**DIRECTIONS**
Once the line containing "if dimensions.iter().any(|d| *d" is found in the entries below, restate it and each following line word for word, stopping after the line containing "checking, a panic".

(Dataset items)
* * *
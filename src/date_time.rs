// OPCUA for Rust
// SPDX-License-Identifier: MPL-2.0
// Copyright (C) 2017-2024 Adam Lock

//! Contains the implementation of `DateTime`.

use std::{
    cmp::Ordering,
    fmt,
    io::{Read, Write},
    ops::{Add, Sub},
    str::FromStr,
};

use chrono::{Datelike, Duration, TimeZone, Timelike, Utc};
use serde::{Deserialize, Deserializer, Serialize, Serializer};

use crate::encoding::*;

const NANOS_PER_SECOND: i64 = 1_000_000_000;
const NANOS_PER_TICK: i64 = 100;
const TICKS_PER_SECOND: i64 = NANOS_PER_SECOND / NANOS_PER_TICK;

const MIN_YEAR: u16 = 1601;
const MAX_YEAR: u16 = 9999;

pub type DateTimeUtc = chrono::DateTime<Utc>;

/// A date/time value. This is a wrapper around the chrono type with extra functionality
/// for obtaining ticks in OPC UA measurements, endtimes, epoch etc.
#[derive(PartialEq, Debug, Clone, Copy)]
pub struct DateTime {
    date_time: DateTimeUtc,
}

impl Serialize for DateTime {
    fn serialize<S>(&self, serializer: S) -> Result<S::Ok, S::Error>
    where
        S: Serializer,
    {
        let ticks = self.checked_ticks();
        ticks.serialize(serializer)
    }
}

impl<'de> Deserialize<'de> for DateTime {
    fn deserialize<D>(deserializer: D) -> Result<DateTime, D::Error>
    where
        D: Deserializer<'de>,
    {
        let ticks = i64::deserialize(deserializer)?;
        Ok(DateTime::from(ticks))
    }
}

/// DateTime encoded as 64-bit signed int
impl BinaryEncoder<DateTime> for DateTime {
    fn byte_len(&self) -> usize {
        8
    }

    fn encode<S: Write>(&self, stream: &mut S) -> EncodingResult<usize> {
        let ticks = self.checked_ticks();
        write_i64(stream, ticks)
    }

    fn decode<S: Read>(stream: &mut S, decoding_options: &DecodingOptions) -> EncodingResult<Self> {
        let ticks = read_i64(stream)?;
        let date_time = DateTime::from(ticks);
        // Client offset is a value that can be overridden to account for time discrepancies between
        // client & server. This is the single deliberate decode-time normalization in the codec and
        // it lives here because this is the lowest point to intercept DateTime values.
        Ok(date_time - decoding_options.client_offset)
    }
}

impl Default for DateTime {
    fn default() -> Self {
        DateTime::epoch()
    }
}

impl Add<Duration> for DateTime {
    type Output = Self;

    fn add(self, duration: Duration) -> Self {
        DateTime::from(self.date_time + duration)
    }
}

impl Sub<DateTime> for DateTime {
    type Output = Duration;

    fn sub(self, other: Self) -> Duration {
        self.date_time - other.date_time
    }
}

impl Sub<Duration> for DateTime {
    type Output = Self;

    fn sub(self, duration: Duration) -> Self {
        DateTime::from(self.date_time - duration)
    }
}

impl PartialOrd for DateTime {
    fn partial_cmp(&self, other: &Self) -> Option<Ordering> {
        Some(self.date_time.cmp(&other.date_time))
    }
}

// From ymd_hms
impl From<(u16, u16, u16, u16, u16, u16)> for DateTime {
    fn from(dt: (u16, u16, u16, u16, u16, u16)) -> Self {
        let (year, month, day, hour, minute, second) = dt;
        DateTime::from((year, month, day, hour, minute, second, 0))
    }
}

// From ymd_hms_nano
impl From<(u16, u16, u16, u16, u16, u16, u32)> for DateTime {
    fn from(dt: (u16, u16, u16, u16, u16, u16, u32)) -> Self {
        let (year, month, day, hour, minute, second, nanos) = dt;
        if month < 1 || month > 12 {
            panic!("Invalid month");
        }
        if day < 1 || day > 31 {
            panic!("Invalid day");
        }
        if hour > 23 {
            panic!("Invalid hour");
        }
        if minute > 59 {
            panic!("Invalid minute");
        }
        if second > 59 {
            panic!("Invalid second");
        }
        if nanos as i64 >= NANOS_PER_SECOND {
            panic!("Invalid nanosecond");
        }
        let dt = Utc.ymd(year as i32, month as u32, day as u32).and_hms_nano(
            hour as u32,
            minute as u32,
            second as u32,
            nanos,
        );
        DateTime::from(dt)
    }
}

impl From<DateTimeUtc> for DateTime {
    fn from(date_time: DateTimeUtc) -> Self {
        // OPC UA date time is more granular with nanos, so the value supplied is made granular too
        let year = date_time.year();
        let month = date_time.month();
        let day = date_time.day();
        let hour = date_time.hour();
        let minute = date_time.minute();
        let second = date_time.second();
        let nanos = (date_time.nanosecond() / NANOS_PER_TICK as u32) * NANOS_PER_TICK as u32;
        let date_time = Utc
            .ymd(year, month, day)
            .and_hms_nano(hour, minute, second, nanos);
        DateTime { date_time }
    }
}

impl From<i64> for DateTime {
    fn from(value: i64) -> Self {
        if value == i64::max_value() {
            // Max signifies end times
            Self::endtimes()
        } else {
            let secs = value / TICKS_PER_SECOND;
            let nanos = (value - secs * TICKS_PER_SECOND) * NANOS_PER_TICK;
            let duration = Duration::seconds(secs) + Duration::nanoseconds(nanos);
            Self::from(Self::epoch_chrono() + duration)
        }
    }
}

impl Into<i64> for DateTime {
    fn into(self) -> i64 {
        self.checked_ticks()
    }
}

impl Into<DateTimeUtc> for DateTime {
    fn into(self) -> DateTimeUtc {
        self.as_chrono()
    }
}

impl fmt::Display for DateTime {
    fn fmt(&self, f: &mut fmt::Formatter) -> fmt::Result {
        write!(f, "{}", self.date_time.to_rfc3339())
    }
}

impl FromStr for DateTime {
    type Err = ();

    fn from_str(s: &str) -> Result<Self, Self::Err> {
        DateTimeUtc::from_str(s).map(DateTime::from).map_err(|e| {
            error!("Cannot parse date {}, error = {}", s, e);
        })
    }
}

impl DateTime {
    /// Constructs from the current time
    pub fn now() -> DateTime {
        DateTime::from(Utc::now())
    }

    /// Constructs from the current time with an offset
    pub fn now_with_offset(offset: Duration) -> DateTime {
        DateTime::from(Utc::now() + offset)
    }

    /// Creates a null date time (i.e. the epoch)
    pub fn null() -> DateTime {
        // The epoch is 0, so effectively null
        DateTime::epoch()
    }

    /// Tests if the date time is null (i.e. equal to epoch)
    pub fn is_null(&self) -> bool {
        self.ticks() == 0i64
    }

    /// Constructs a date time for the epoch
    pub fn epoch() -> DateTime {
        DateTime::from(Self::epoch_chrono())
    }

    /// Constructs a date time for the endtimes
    pub fn endtimes() -> DateTime {
        DateTime::from(Self::endtimes_chrono())
    }

    /// Returns the maximum tick value, corresponding to the end of time
    pub fn endtimes_ticks() -> i64 {
        Self::duration_to_ticks(Self::endtimes_chrono().signed_duration_since(Self::epoch_chrono()))
    }

    /// Constructs from a year, month, day
    pub fn ymd(year: u16, month: u16, day: u16) -> DateTime {
        DateTime::ymd_hms(year, month, day, 0, 0, 0)
    }

    /// Constructs from a year, month, day, hour, minute, second
    pub fn ymd_hms(
        year: u16,
        month: u16,
        day: u16,
        hour: u16,
        minute: u16,
        second: u16,
    ) -> DateTime {
        DateTime::from((year, month, day, hour, minute, second))
    }

    /// Constructs from a year, month, day, hour, minute, second, nanosecond
    pub fn ymd_hms_nano(
        year: u16,
        month: u16,
        day: u16,
        hour: u16,
        minute: u16,
        second: u16,
        nanos: u32,
    ) -> DateTime {
        DateTime::from((year, month, day, hour, minute, second, nanos))
    }

    /// Returns the time in ticks, of 100 nanosecond intervals
    pub fn ticks(&self) -> i64 {
        Self::duration_to_ticks(self.date_time.signed_duration_since(Self::epoch_chrono()))
    }

    /// To checked ticks. Function returns 0 or MAX_INT64
    /// if date exceeds valid OPC UA range
    pub fn checked_ticks(&self) -> i64 {
        let nanos = self.ticks();
        if nanos < 0 {
            return 0;
        }
        if nanos > Self::endtimes_ticks() {
            return i64::max_value();
        }
        nanos
    }

    /// Time as chrono
    pub fn as_chrono(&self) -> DateTimeUtc {
        self.date_time
    }

    /// The OPC UA epoch - Jan 1 1601 00:00:00
    fn epoch_chrono() -> DateTimeUtc {
        Utc.ymd(MIN_YEAR as i32, 1, 1).and_hms(0, 0, 0)
    }

    /// The OPC UA endtimes - Dec 31 9999 23:59:59 i.e. the date after which dates are returned as MAX_INT64 ticks
    /// Spec doesn't say what happens in the last second before midnight...
    fn endtimes_chrono() -> DateTimeUtc {
        Utc.ymd(MAX_YEAR as i32, 12, 31).and_hms(23, 59, 59)
    }

    /// Turns a duration to ticks
    fn duration_to_ticks(duration: Duration) -> i64 {
        // We can't directly ask for nanos because it will exceed i64,
        // so we have to subtract the total seconds before asking for the nano portion
        let seconds_part = Duration::seconds(duration.num_seconds());
        let seconds = seconds_part.num_seconds();
        let nanos = (duration - seconds_part).num_nanoseconds().unwrap();
        // Put it back together in ticks
        seconds * TICKS_PER_SECOND + nanos / NANOS_PER_TICK
    }
}
impl BinaryEncoder<Variant> for Variant {
    fn byte_len(&self) -> usize {
        let mut size: usize = 0;

        // Encoding mask
        size += 1;

        // Value itself
        size += match self {
            Variant::Empty => 0,
            Variant::Boolean(value) => value.byte_len(),
            Variant::SByte(value) => value.byte_len(),
            Variant::Byte(value) => value.byte_len(),
            Variant::Int16(value) => value.byte_len(),
            Variant::UInt16(value) => value.byte_len(),
            Variant::Int32(value) => value.byte_len(),
            Variant::UInt32(value) => value.byte_len(),
            Variant::Int64(value) => value.byte_len(),
            Variant::UInt64(value) => value.byte_len(),
            Variant::Float(value) => value.byte_len(),
            Variant::Double(value) => value.byte_len(),
            Variant::String(value) => value.byte_len(),
            Variant::DateTime(value) => value.byte_len(),
            Variant::Guid(value) => value.byte_len(),
            Variant::ByteString(value) => value.byte_len(),
            Variant::XmlElement(value) => value.byte_len(),
            Variant::NodeId(value) => value.byte_len(),
            Variant::ExpandedNodeId(value) => value.byte_len(),
            Variant::StatusCode(value) => value.byte_len(),
            Variant::QualifiedName(value) => value.byte_len(),
            Variant::LocalizedText(value) => value.byte_len(),
            Variant::ExtensionObject(value) => value.byte_len(),
            Variant::DataValue(value) => value.byte_len(),
            Variant::Variant(value) => value.byte_len(),
            Variant::Diagnostics(value) => value.byte_len(),
            Variant::Array(array) => {
                // Array length
                let mut size = 4;
                // Size of each value
                size += array
                    .values
                    .iter()
                    .map(Variant::byte_len_variant_value)
                    .sum::<usize>();
                if array.has_dimensions() {
                    // Dimensions (size + num elements)
                    size += 4 + array.dimensions.len() * 4;
                }
                size
            }
        };
        size
    }

    fn encode<S: Write>(&self, stream: &mut S) -> EncodingResult<usize> {
        let mut size: usize = 0;

        // Encoding mask will include the array bits if applicable for the type
        let encoding_mask = self.encoding_mask();
        size += write_u8(stream, encoding_mask)?;

        size += match self {
            Variant::Empty => 0,
            Variant::Boolean(value) => value.encode(stream)?,
            Variant::SByte(value) => value.encode(stream)?,
            Variant::Byte(value) => value.encode(stream)?,
            Variant::Int16(value) => value.encode(stream)?,
            Variant::UInt16(value) => value.encode(stream)?,
            Variant::Int32(value) => value.encode(stream)?,
            Variant::UInt32(value) => value.encode(stream)?,
            Variant::Int64(value) => value.encode(stream)?,
            Variant::UInt64(value) => value.encode(stream)?,
            Variant::Float(value) => value.encode(stream)?,
            Variant::Double(value) => value.encode(stream)?,
            Variant::String(value) => value.encode(stream)?,
            Variant::DateTime(value) => value.encode(stream)?,
            Variant::Guid(value) => value.encode(stream)?,
            Variant::ByteString(value) => value.encode(stream)?,
            Variant::XmlElement(value) => value.encode(stream)?,
            Variant::NodeId(value) => value.encode(stream)?,
            Variant::ExpandedNodeId(value) => value.encode(stream)?,
            Variant::StatusCode(value) => value.encode(stream)?,
            Variant::QualifiedName(value) => value.encode(stream)?,
            Variant::LocalizedText(value) => value.encode(stream)?,
            Variant::ExtensionObject(value) => value.encode(stream)?,
            Variant::DataValue(value) => value.encode(stream)?,
            Variant::Variant(value) => value.encode(stream)?,
            Variant::Diagnostics(value) => value.encode(stream)?,
            Variant::Array(array) => {
                let mut size = write_i32(stream, array.values.len() as i32)?;
                for value in array.values.iter() {
                    size += Variant::encode_variant_value(stream, value)?;
                }
                if array.has_dimensions() {
                    // Note array dimensions are encoded as Int32 even though they are presented
                    // as UInt32 through attribute.

                    // Encode dimensions length
                    size += write_i32(stream, array.dimensions.len() as i32)?;
                    // Encode dimensions
                    for dimension in &array.dimensions {
                        size += write_i32(stream, *dimension as i32)?;
                    }
                }
                size
            }
        };
        assert_eq!(size, self.byte_len());
        Ok(size)
    }

    fn decode<S: Read>(stream: &mut S, decoding_options: &DecodingOptions) -> EncodingResult<Self> {
        let encoding_mask = u8::decode(stream, decoding_options)?;
        let element_encoding_mask = encoding_mask & !EncodingMask::ARRAY_MASK;

        // IMPORTANT NOTE: Arrays are constructed through Array::new_multi or Array::new_single
        // to correctly process failures. Don't use Variant::from((value_type, values)) since
        // this will panic & break the runtime. We don't want this when dealing with potentially
        // malicious data.

        // Read array length
        let array_length = if encoding_mask & EncodingMask::ARRAY_VALUES_BIT != 0 {
            let array_length = i32::decode(stream, decoding_options)?;
            // null array of type
            if array_length == -1 {
                let value_type_id = VariantTypeId::from_encoding_mask(element_encoding_mask)?;
                return Array::new_multi(value_type_id, Vec::new(), Vec::new()).map(Variant::from);
            }
            if array_length <= 0 {
                error!("Invalid array_length {}", array_length);
                return Err(StatusCode::BadDecodingError);
            }
            array_length
        } else {
            -1
        };

        // Read the value(s). If array length was specified, we assume a single or multi dimension array
        if array_length > 0 {
            // Array length in total cannot exceed max array length
            let array_length = array_length as usize;
            if array_length > decoding_options.max_array_length {
                error!(
                    "Array length {} exceeds decoding limit {}",
                    array_length, decoding_options.max_array_length
                );
                return Err(StatusCode::BadEncodingLimitsExceeded);
            }

            let mut values: Vec<Variant> = Vec::with_capacity(array_length);
            for _ in 0..array_length {
                values.push(Variant::decode_variant_value(
                    stream,
                    element_encoding_mask,
                    decoding_options,
                )?);
            }
            let value_type_id = VariantTypeId::from_encoding_mask(element_encoding_mask)?;
            if encoding_mask & EncodingMask::ARRAY_DIMENSIONS_BIT != 0 {
                if let Some(dimensions) = read_array(stream, decoding_options)? {
                    if dimensions.iter().any(|d| *d == 0u32) {
                        error!("Invalid array dimensions");
                        Err(StatusCode::BadDecodingError)
                    } else {
                        // The dimensions are multiplied through with overflow checking, a panic
                        // from malicious dimension values is unacceptable
                        let mut array_dimensions_length = 1u32;
                        for d in &dimensions {
                            if let Some(v) = array_dimensions_length.checked_mul(*d) {
                                array_dimensions_length = v;
                            } else {
                                error!("Array dimension overflow!");
                                return Err(StatusCode::BadDecodingError);
                            }
                        }
                        if array_dimensions_length != array_length as u32 {
                            error!(
                                "Array dimensions does not match array length {}",
                                array_length
                            );
                            Err(StatusCode::BadDecodingError)
                        } else {
                            // Note Array::new_multi can fail
                            Array::new_multi(value_type_id, values, dimensions).map(Variant::from)
                        }
                    }
                } else {
                    error!("No array dimensions despite the bit flag being set");
                    Err(StatusCode::BadDecodingError)
                }
            } else {
                // Note Array::new_single can fail
                Array::new_single(value_type_id, values).map(Variant::from)
            }
        } else if encoding_mask & EncodingMask::ARRAY_DIMENSIONS_BIT != 0 {
            error!("Array dimensions bit specified without any values");
            Err(StatusCode::BadDecodingError)
        } else {
            // Read a single variant
            Variant::decode_variant_value(stream, element_encoding_mask, decoding_options)
        }
    }
}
* * *
**EXERCISE ANSWER**
                    if dimensions.iter().any(|d| *d == 0u32) {
                        error!("Invalid array dimensions");
                        Err(StatusCode::BadDecodingError)
                    } else {
                        // The dimensions are multiplied through with overflow checking, a panic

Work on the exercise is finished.